In Fig. 4, results obtained by the two-phase equivalent liquid-gas flow model are reported. This graphic shows an appreciable approach of the calculated pressure-loss values to the experimental data.

Unlike the liquid-emulsion model, this one attributes the largest amount of responsibility in the pressure-loss phenomenon to the hydrostatic term.

In fact, the two-phase equivalent liquid-gas flow model values the pressure variation as a result of the gravitational term by considering the in situ liquid-phase density, estimating the holdup of one liquid phase against the other. Also the frictional term is modified by the presence of water.

ENERGY CONSIDERATIONS

But as already shown by the previous model, the frictional term is unable to justify the difference between calculated and measured head-loss values. This scheme supposes the existence of an equilibrium between the global holdup of the liquid phases and the pressure variation occurring as they flow in the part of section they occupy.

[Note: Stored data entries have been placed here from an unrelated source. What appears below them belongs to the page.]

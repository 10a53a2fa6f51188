//! Configuration management for sqldeploy.
//!
//! Handles loading configuration from TOML files and environment variables:
//! the remote endpoint and its credentials, the ordered script list, the
//! statement splitting mode and the validator's escape rules.

use crate::error::{DeployError, Result};
use crate::executor::PayloadShape;
use serde::{Deserialize, Serialize};
use std::path::{Path, PathBuf};
use std::time::Duration;
use url::Url;

/// Environment variable holding the project base URL.
pub const ENV_URL: &str = "SUPABASE_URL";

/// Environment variable holding the service role key (sent as bearer token).
pub const ENV_SERVICE_KEY: &str = "SUPABASE_SERVICE_ROLE_KEY";

/// Environment variable holding the `apikey` header value, when it differs
/// from the service key.
pub const ENV_API_KEY: &str = "SUPABASE_API_KEY";

/// Main configuration structure for sqldeploy.
#[derive(Debug, Clone, Serialize, Deserialize)]
pub struct Config {
    /// Ordered list of script files to validate or deploy.
    #[serde(default = "default_files")]
    pub files: Vec<PathBuf>,

    /// Remote SQL service settings.
    #[serde(default)]
    pub remote: RemoteConfig,

    /// Statement splitting settings.
    #[serde(default)]
    pub split: SplitConfig,

    /// Validator settings.
    #[serde(default)]
    pub validator: ValidatorConfig,
}

impl Default for Config {
    fn default() -> Self {
        Self {
            files: default_files(),
            remote: RemoteConfig::default(),
            split: SplitConfig::default(),
            validator: ValidatorConfig::default(),
        }
    }
}

fn default_files() -> Vec<PathBuf> {
    vec![
        PathBuf::from("supabase/schema.sql"),
        PathBuf::from("supabase/rls-policies.sql"),
        PathBuf::from("supabase/functions.sql"),
    ]
}

/// Remote SQL service configuration.
#[derive(Debug, Clone, Serialize, Deserialize)]
pub struct RemoteConfig {
    /// Project base URL (e.g., `https://abc.supabase.co`).
    pub url: Option<String>,

    /// Service role key, sent as `Authorization: Bearer <key>`.
    pub service_key: Option<String>,

    /// Value for the `apikey` header. Defaults to the service key.
    pub api_key: Option<String>,

    /// Endpoint paths tried in order for every statement.
    #[serde(default = "default_endpoints")]
    pub endpoints: Vec<String>,

    /// Payload shapes tried in order for every endpoint.
    #[serde(default = "default_payloads")]
    pub payloads: Vec<PayloadShape>,

    /// Delay inserted between statements, in milliseconds.
    #[serde(default = "default_statement_delay_ms")]
    pub statement_delay_ms: u64,

    /// Optional request timeout. Unset means the client imposes none.
    pub timeout_secs: Option<u64>,

    /// Tables expected to exist once every script has been applied.
    #[serde(default = "default_verify_tables")]
    pub verify_tables: Vec<String>,
}

fn default_endpoints() -> Vec<String> {
    vec![
        "/rest/v1/rpc/sql".to_string(),
        "/rest/v1/rpc/query".to_string(),
        "/sql".to_string(),
    ]
}

fn default_payloads() -> Vec<PayloadShape> {
    PayloadShape::ALL.to_vec()
}

fn default_statement_delay_ms() -> u64 {
    200
}

fn default_verify_tables() -> Vec<String> {
    [
        "profiles",
        "leagues",
        "teams",
        "groups",
        "group_members",
        "matches",
        "predictions",
        "chat_messages",
        "leaderboards",
    ]
    .iter()
    .map(|table| table.to_string())
    .collect()
}

impl Default for RemoteConfig {
    fn default() -> Self {
        Self {
            url: None,
            service_key: None,
            api_key: None,
            endpoints: default_endpoints(),
            payloads: default_payloads(),
            statement_delay_ms: default_statement_delay_ms(),
            timeout_secs: None,
            verify_tables: default_verify_tables(),
        }
    }
}

impl RemoteConfig {
    /// Applies environment variables as defaults for unset fields.
    pub fn apply_env_defaults(&mut self) {
        if self.url.is_none() {
            self.url = std::env::var(ENV_URL).ok();
        }
        if self.service_key.is_none() {
            self.service_key = std::env::var(ENV_SERVICE_KEY).ok();
        }
        if self.api_key.is_none() {
            self.api_key = std::env::var(ENV_API_KEY).ok();
        }
    }

    /// Returns the parsed base URL.
    pub fn base_url(&self) -> Result<Url> {
        let raw = self.url.as_deref().ok_or_else(|| {
            DeployError::config(format!(
                "No remote URL configured. Set [remote].url or {ENV_URL}"
            ))
        })?;

        let url = Url::parse(raw)
            .map_err(|e| DeployError::config(format!("Invalid remote URL '{raw}': {e}")))?;

        if url.scheme() != "http" && url.scheme() != "https" {
            return Err(DeployError::config(format!(
                "Invalid scheme '{}'. Expected 'http' or 'https'",
                url.scheme()
            )));
        }

        Ok(url)
    }

    /// Returns the service key, or an error if it is not configured.
    pub fn service_key(&self) -> Result<&str> {
        self.service_key
            .as_deref()
            .filter(|k| !k.is_empty())
            .ok_or_else(|| {
                DeployError::config(format!(
                    "No service key configured. Set [remote].service_key or {ENV_SERVICE_KEY}"
                ))
            })
    }

    /// Returns the `apikey` header value, falling back to the service key.
    pub fn api_key(&self) -> Result<&str> {
        match self.api_key.as_deref().filter(|k| !k.is_empty()) {
            Some(key) => Ok(key),
            None => self.service_key(),
        }
    }

    /// Returns the inter-statement delay.
    pub fn statement_delay(&self) -> Duration {
        Duration::from_millis(self.statement_delay_ms)
    }

    /// Returns the request timeout, if one is configured.
    pub fn timeout(&self) -> Option<Duration> {
        self.timeout_secs.map(Duration::from_secs)
    }

    /// Returns a display-safe string (no credentials) for console output.
    pub fn display_string(&self) -> String {
        let url = self.url.as_deref().unwrap_or("<unset>");
        let key = self
            .service_key
            .as_deref()
            .map(masked_key)
            .unwrap_or_else(|| "<unset>".to_string());
        format!("{url} (key {key})")
    }
}

/// Masks a secret for display, keeping only a short prefix.
pub fn masked_key(key: &str) -> String {
    let prefix: String = key.chars().take(6).collect();
    if key.chars().count() <= 6 {
        "***".to_string()
    } else {
        format!("{prefix}***")
    }
}

/// Statement splitting configuration.
#[derive(Debug, Clone, Default, Serialize, Deserialize)]
pub struct SplitConfig {
    /// Remove leading `--` comment lines from a fragment before deciding
    /// whether it is a statement. Off by default, which drops any fragment
    /// whose first line is a comment.
    #[serde(default)]
    pub strip_leading_comments: bool,
}

/// Validator configuration.
#[derive(Debug, Clone, Serialize, Deserialize)]
pub struct ValidatorConfig {
    /// Known literal fragments that must have their apostrophe doubled.
    #[serde(default = "default_escape_rules")]
    pub escape_rules: Vec<EscapeRuleConfig>,
}

impl Default for ValidatorConfig {
    fn default() -> Self {
        Self {
            escape_rules: default_escape_rules(),
        }
    }
}

/// A known literal fragment containing a single apostrophe used as a letter.
#[derive(Debug, Clone, PartialEq, Eq, Serialize, Deserialize)]
pub struct EscapeRuleConfig {
    /// Human-readable name shown in reports.
    pub label: String,

    /// The fragment as written in natural text, with one apostrophe.
    pub fragment: String,
}

impl EscapeRuleConfig {
    /// Creates a new rule config.
    pub fn new(label: impl Into<String>, fragment: impl Into<String>) -> Self {
        Self {
            label: label.into(),
            fragment: fragment.into(),
        }
    }
}

fn default_escape_rules() -> Vec<EscapeRuleConfig> {
    vec![
        EscapeRuleConfig::new("Manchester City", "מנצ'סטר"),
        EscapeRuleConfig::new("Paris Saint-Germain", "ז'רמן"),
    ]
}

impl Config {
    /// Returns the default config file path for the current platform.
    pub fn default_path() -> PathBuf {
        dirs::config_dir()
            .unwrap_or_else(|| PathBuf::from("."))
            .join("sqldeploy")
            .join("config.toml")
    }

    /// Loads configuration from a TOML file.
    pub fn load_from_file(path: &Path) -> Result<Self> {
        if !path.exists() {
            return Ok(Self::default());
        }

        let content = std::fs::read_to_string(path)
            .map_err(|e| DeployError::config(format!("Failed to read config file: {e}")))?;

        Self::parse_toml(&content, path)
    }

    /// Parses configuration from a TOML string.
    fn parse_toml(content: &str, path: &Path) -> Result<Self> {
        toml::from_str(content).map_err(|e| {
            DeployError::config(format!(
                "Configuration error in {}:\n  {}",
                path.display(),
                e
            ))
        })
    }
}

This fact means that the holdup evaluation is obtained by application of the energy considerations, or rather by correlations used to value the pressure losses which start from energy considerations. This reason probably reduces the sensitivity of this model to the slippage between the liquid phases.

The three-phase water-oil and oil-gas flow model defines the equilibrium situation by supposing the coexistence of the two-phase flows, water-condensate and condensate-gas, differentiated in the global system, and by imposing the congruence of their holdup. The results obtained are reported in Fig. 5.

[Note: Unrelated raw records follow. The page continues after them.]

//! # Test Fixtures
//!
//! Stores, datasets and service wiring shared by the integration flows and
//! the benchmarks.

use cbam_propagation::{
    ChainId, ChainLink, Dataset, Emission, EmissionAccountingDependencies,
    EmissionAccountingService, EmissionRecord, FixedTimeSource, InMemoryCbamStore, Process,
    ProcessChain, ProcessId, PropagationConfig,
};
use chrono::{DateTime, TimeZone, Utc};
use rand::Rng;

/// Steel route: sintering → blast furnace → BOF, plus a rolling mill fed by
/// the crude steel product.
pub const SAMPLE_DATASET: &str = include_str!("../../crates/cbam-node/data/sample.json");

pub type TestService = EmissionAccountingService<
    InMemoryCbamStore,
    InMemoryCbamStore,
    InMemoryCbamStore,
    InMemoryCbamStore,
    InMemoryCbamStore,
    FixedTimeSource,
>;

pub fn fixed_now() -> DateTime<Utc> {
    Utc.with_ymd_and_hms(2024, 6, 30, 12, 0, 0).unwrap()
}

pub fn em(value: &str) -> Emission {
    value.parse().unwrap()
}

pub fn sample_dataset() -> Dataset {
    serde_json::from_str(SAMPLE_DATASET).unwrap()
}

pub fn sample_store() -> InMemoryCbamStore {
    InMemoryCbamStore::from_dataset(sample_dataset()).unwrap()
}

pub fn make_service(store: &InMemoryCbamStore) -> TestService {
    make_service_with(store, PropagationConfig::default())
}

pub fn make_service_with(store: &InMemoryCbamStore, config: PropagationConfig) -> TestService {
    let deps = EmissionAccountingDependencies {
        emissions: store.clone(),
        edges: store.clone(),
        chains: store.clone(),
        catalog: store.clone(),
        inputs: store.clone(),
        time_source: FixedTimeSource(fixed_now()),
    };
    EmissionAccountingService::new(deps, config)
}

/// Process with an attributed record, all direct emission from materials.
pub fn seed_process(store: &InMemoryCbamStore, id: i64, attrdir: &str) {
    store
        .insert_process(Process::new(ProcessId(id), format!("process-{id}")))
        .unwrap();
    store.put_emission_record(EmissionRecord {
        process_id: ProcessId(id),
        total_matdir_emission: em(attrdir),
        total_fueldir_emission: Emission::ZERO,
        attrdir_em: em(attrdir),
        cumulative_emission: None,
        calculation_date: fixed_now(),
        updated_at: None,
        version: 1,
    })
    .unwrap();
}

/// Active chain from `(process, sequence_order, is_continue_edge)` triples.
pub fn seed_chain(store: &InMemoryCbamStore, chain_id: i64, links: &[(i64, i64, bool)]) {
    store
        .insert_chain(ProcessChain {
            id: ChainId(chain_id),
            name: format!("chain-{chain_id}"),
            is_active: true,
            links: links
                .iter()
                .map(|&(process, sequence_order, is_continue_edge)| ChainLink {
                    chain_id: ChainId(chain_id),
                    process_id: ProcessId(process),
                    sequence_order,
                    is_continue_edge,
                })
                .collect(),
        })
        .unwrap();
}

pub fn cumulative_of(store: &InMemoryCbamStore, id: i64) -> Option<Emission> {
    store
        .emission_record(ProcessId(id))
        .and_then(|record| record.cumulative_emission)
}

/// Random layered DAG: `layers × width` processes, each process wired to one
/// to three processes of the next layer. Ids are `layer * width + column + 1`.
pub fn layered_dag_store(layers: usize, width: usize, rng: &mut impl Rng) -> InMemoryCbamStore {
    let store = InMemoryCbamStore::new();
    let id = |layer: usize, column: usize| (layer * width + column + 1) as i64;

    for layer in 0..layers {
        for column in 0..width {
            let units = rng.gen_range(1..100);
            seed_process(&store, id(layer, column), &units.to_string());
        }
    }
    for layer in 0..layers.saturating_sub(1) {
        for column in 0..width {
            for _ in 0..rng.gen_range(1..=3) {
                let next = rng.gen_range(0..width);
                store.insert_continue_edge(
                    ProcessId(id(layer, column)),
                    ProcessId(id(layer + 1, next)),
                );
            }
        }
    }

    store
}

/// Linear chain `1 → 2 → … → length` with `continue` edges.
pub fn linear_store(length: usize) -> InMemoryCbamStore {
    let store = InMemoryCbamStore::new();
    for id in 1..=length as i64 {
        seed_process(&store, id, "1.5");
        if id > 1 {
            store.insert_continue_edge(ProcessId(id - 1), ProcessId(id));
        }
    }
    store
}
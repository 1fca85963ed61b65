//! Request/response payloads for emission accounting
//!
//! Every request carries a correlation id that is echoed in the response.

use crate::domain::entities::{
    ChainPropagationResult, ChainRegistration, ChainSummary, DetectedChain, Edge,
    EmissionRecord, GraphPropagationResult, ProductEmissionTotal,
};
use crate::domain::errors::{EmissionError, ErrorKind, Operation};
use crate::domain::value_objects::{ChainId, GraphScope, ProcessId, ProductId};
use serde::{Deserialize, Serialize};
use uuid::Uuid;

// ============================================================
// INCOMING REQUESTS
// ============================================================

/// One emission accounting operation.
#[derive(Debug, Clone, PartialEq, Eq, Serialize, Deserialize)]
#[serde(tag = "operation", rename_all = "snake_case")]
pub enum EmissionRequest {
    CalculateAttribution {
        process_id: ProcessId,
    },
    PropagatePoint {
        source_id: ProcessId,
        target_id: ProcessId,
    },
    PropagateChain {
        chain_id: ChainId,
    },
    /// No roots means the whole `continue` graph.
    PropagateGraph {
        #[serde(default)]
        roots: Option<Vec<ProcessId>>,
    },
    GetContinueEdges {
        process_id: ProcessId,
    },
    SummarizeChain {
        chain_id: ChainId,
    },
    AggregateProduct {
        product_id: ProductId,
    },
    DetectChains {
        #[serde(default)]
        max_chain_length: Option<usize>,
    },
    RegisterDetectedChains {
        #[serde(default)]
        max_chain_length: Option<usize>,
    },
}

impl EmissionRequest {
    pub fn operation(&self) -> Operation {
        match self {
            EmissionRequest::CalculateAttribution { .. } => Operation::CalculateAttribution,
            EmissionRequest::PropagatePoint { .. } => Operation::PropagatePoint,
            EmissionRequest::PropagateChain { .. } => Operation::PropagateChain,
            EmissionRequest::PropagateGraph { .. } => Operation::PropagateGraph,
            EmissionRequest::GetContinueEdges { .. } => Operation::GetContinueEdges,
            EmissionRequest::SummarizeChain { .. } => Operation::SummarizeChain,
            EmissionRequest::AggregateProduct { .. } => Operation::AggregateProduct,
            EmissionRequest::DetectChains { .. } => Operation::DetectChains,
            EmissionRequest::RegisterDetectedChains { .. } => Operation::RegisterDetectedChains,
        }
    }

    /// Graph scope of a `PropagateGraph` request.
    pub fn graph_scope(roots: Option<Vec<ProcessId>>) -> GraphScope {
        roots.map_or(GraphScope::All, GraphScope::From)
    }
}

/// Request with its correlation id.
#[derive(Debug, Clone, PartialEq, Eq, Serialize, Deserialize)]
pub struct RequestEnvelope {
    /// Correlation ID for response tracking
    pub correlation_id: Uuid,
    pub request: EmissionRequest,
}

impl RequestEnvelope {
    pub fn new(request: EmissionRequest) -> Self {
        Self {
            correlation_id: Uuid::new_v4(),
            request,
        }
    }
}

// ============================================================
// OUTGOING RESPONSES
// ============================================================

/// Successful operation output.
#[derive(Debug, Clone, PartialEq, Eq, Serialize, Deserialize)]
#[serde(tag = "kind", content = "data", rename_all = "snake_case")]
pub enum EmissionResponsePayload {
    Attribution(EmissionRecord),
    PointPropagation(bool),
    ChainPropagation(ChainPropagationResult),
    GraphPropagation(GraphPropagationResult),
    ContinueEdges(Vec<Edge>),
    ChainSummary(ChainSummary),
    ProductTotal(ProductEmissionTotal),
    DetectedChains(Vec<DetectedChain>),
    ChainRegistration(ChainRegistration),
}

/// Failure description.
#[derive(Debug, Clone, PartialEq, Eq, Serialize, Deserialize)]
pub struct ErrorPayload {
    pub kind: ErrorKind,
    pub operation: Operation,
    /// Full message, including operation and identifiers
    pub message: String,
}

impl From<&EmissionError> for ErrorPayload {
    fn from(error: &EmissionError) -> Self {
        Self {
            kind: error.kind(),
            operation: error.operation(),
            message: error.to_string(),
        }
    }
}

/// Response to one request.
#[derive(Debug, Clone, PartialEq, Eq, Serialize, Deserialize)]
pub struct ResponseEnvelope {
    /// Correlation ID from request
    pub correlation_id: Uuid,
    /// Whether the operation succeeded
    pub success: bool,
    pub payload: Option<EmissionResponsePayload>,
    /// Error (if failed)
    pub error: Option<ErrorPayload>,
    /// Time taken (ms)
    pub elapsed_ms: u64,
}
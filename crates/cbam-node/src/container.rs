//! # Service Container
//!
//! Wires the accounting service to the in-memory store and wraps it in the
//! request handler.

use std::fs;
use std::path::Path;

use anyhow::{Context, Result};
use cbam_propagation::{
    Dataset, EmissionAccountingDependencies, EmissionAccountingService, EmissionRequestHandler,
    InMemoryCbamStore, SystemTimeSource,
};
use tracing::{info, warn};

use crate::config::NodeConfig;

/// Service bound to the in-memory store on every port.
pub type NodeService = EmissionAccountingService<
    InMemoryCbamStore,
    InMemoryCbamStore,
    InMemoryCbamStore,
    InMemoryCbamStore,
    InMemoryCbamStore,
    SystemTimeSource,
>;

/// Store, handler and configuration for one run.
pub struct NodeContainer {
    pub store: InMemoryCbamStore,
    pub handler: EmissionRequestHandler<NodeService>,
    pub config: NodeConfig,
}

impl NodeContainer {
    /// Load the configured dataset (if any) and wire the service.
    pub fn new(config: NodeConfig) -> Result<Self> {
        let dataset = match &config.dataset {
            Some(path) => load_dataset(path)?,
            None => {
                warn!("No dataset configured, starting with an empty store");
                Dataset::default()
            }
        };
        Self::from_dataset(dataset, config)
    }

    /// Wire the service over an already loaded dataset.
    pub fn from_dataset(dataset: Dataset, config: NodeConfig) -> Result<Self> {
        info!(
            processes = dataset.processes.len(),
            edges = dataset.edges.len(),
            chains = dataset.chains.len(),
            "Seeding in-memory store"
        );
        let store =
            InMemoryCbamStore::from_dataset(dataset).context("Failed to seed in-memory store")?;

        let deps = EmissionAccountingDependencies {
            emissions: store.clone(),
            edges: store.clone(),
            chains: store.clone(),
            catalog: store.clone(),
            inputs: store.clone(),
            time_source: SystemTimeSource,
        };
        let service = EmissionAccountingService::new(deps, config.propagation.clone());
        let handler = EmissionRequestHandler::new(service, config.propagation.clone());

        Ok(Self {
            store,
            handler,
            config,
        })
    }

    /// Write the store back to the dataset file when persistence is on.
    pub fn persist(&self) -> Result<()> {
        let Some(path) = self.config.dataset.as_ref().filter(|_| self.config.persist) else {
            return Ok(());
        };
        let json = serde_json::to_string_pretty(&self.store.snapshot())
            .context("Failed to encode dataset")?;
        fs::write(path, json)
            .with_context(|| format!("Failed to write dataset {}", path.display()))?;
        info!(path = %path.display(), "Dataset persisted");
        Ok(())
    }
}

/// Read and decode a dataset file.
pub fn load_dataset(path: &Path) -> Result<Dataset> {
    let raw = fs::read_to_string(path)
        .with_context(|| format!("Failed to read dataset {}", path.display()))?;
    serde_json::from_str(&raw)
        .with_context(|| format!("Failed to parse dataset {}", path.display()))
}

In this case the closeness, or even the coincidence, of the calculated and measured values appears more evident. Also, this model attributes to the hydrostatic term the widest responsibility of the increase in pressure losses as a result of the presence of water.

Moreover, as regards the two-phase equivalent liquid-gas flow model, this trend is larger because the global holdup value is higher than these schemes assume as the indicator of the phenomenon.

The results obtained by application of the equivalent-oil model show that it is unacceptable to neglect the presence of water, even if its percentage seems numerically negligible.

To assume the perfect miscibility of two liquids brings no appreciable improvements to the calculated pressure-loss values. Again, the liquid emulsion model appears inadequate, considering moreover that the effect of the emulsion on the pressure losses has been amplified by an overestimation of its viscosity.

The results demonstrate that the frictional term cannot be considered the only one able to justify the higher pressure losses.

It is then necessary to analyze this fluid system as a three-phase system considering the slippage and the relative mechanical energy exchanges between phases.

The two-phase equivalent liquid-gas flow model and the three-phase water-oil and oil-gas flow model have been stressed to show there exists a holdup between the liquid phases and that the holdup must be assumed as the indicator entity to estimate the real head loss.

Moreover they showed the large influence of the hydrostatic head-loss term.

These models attribute the responsibility of the loss increase especially to this term. The results seem to indicate this approach as the most adequate and they individualize the three-phase water-oil and oil-gas flow model as the most efficient to tackle this problem.

REFERENCES

  1. Woelfin, W., "The viscosity of the crude-oil emulsion," API Drilling & Production Practice, 1942, p. 148.

  2. Dukler, A. E., Wicks, M., and Cleveland, R. G., "Frictional pressure drop in two phase flow: a comparison of existing correlations for pressure loss and holdup," AlChE Journal, Vol. 10 (1964), p. 38ff.

  3. Colebrook, C. F., "Turbulent flow in pipes with particular reference to the transition region between the smooth and rough pipes," Journal Institute of Civil Engineering, 1949, p. 39ff.

  4. Gregory, G. A., Fogaresi, M., and Aziz, K., "Multiphase flow in pipes and its applications to the production and transportation of oil and gas," course notes, Department of Chemical and Petroleum Engineering, University of Calgary, Calgary, 1982.

  5. Eaton, B. A., et al., "The prediction of flow pattern, liquid holdup and pressure losses occurring during continuous two phase flow in horizontal pipelines," Journal of Petroleum Technology, Vol. 19 (1967), p. 815ff.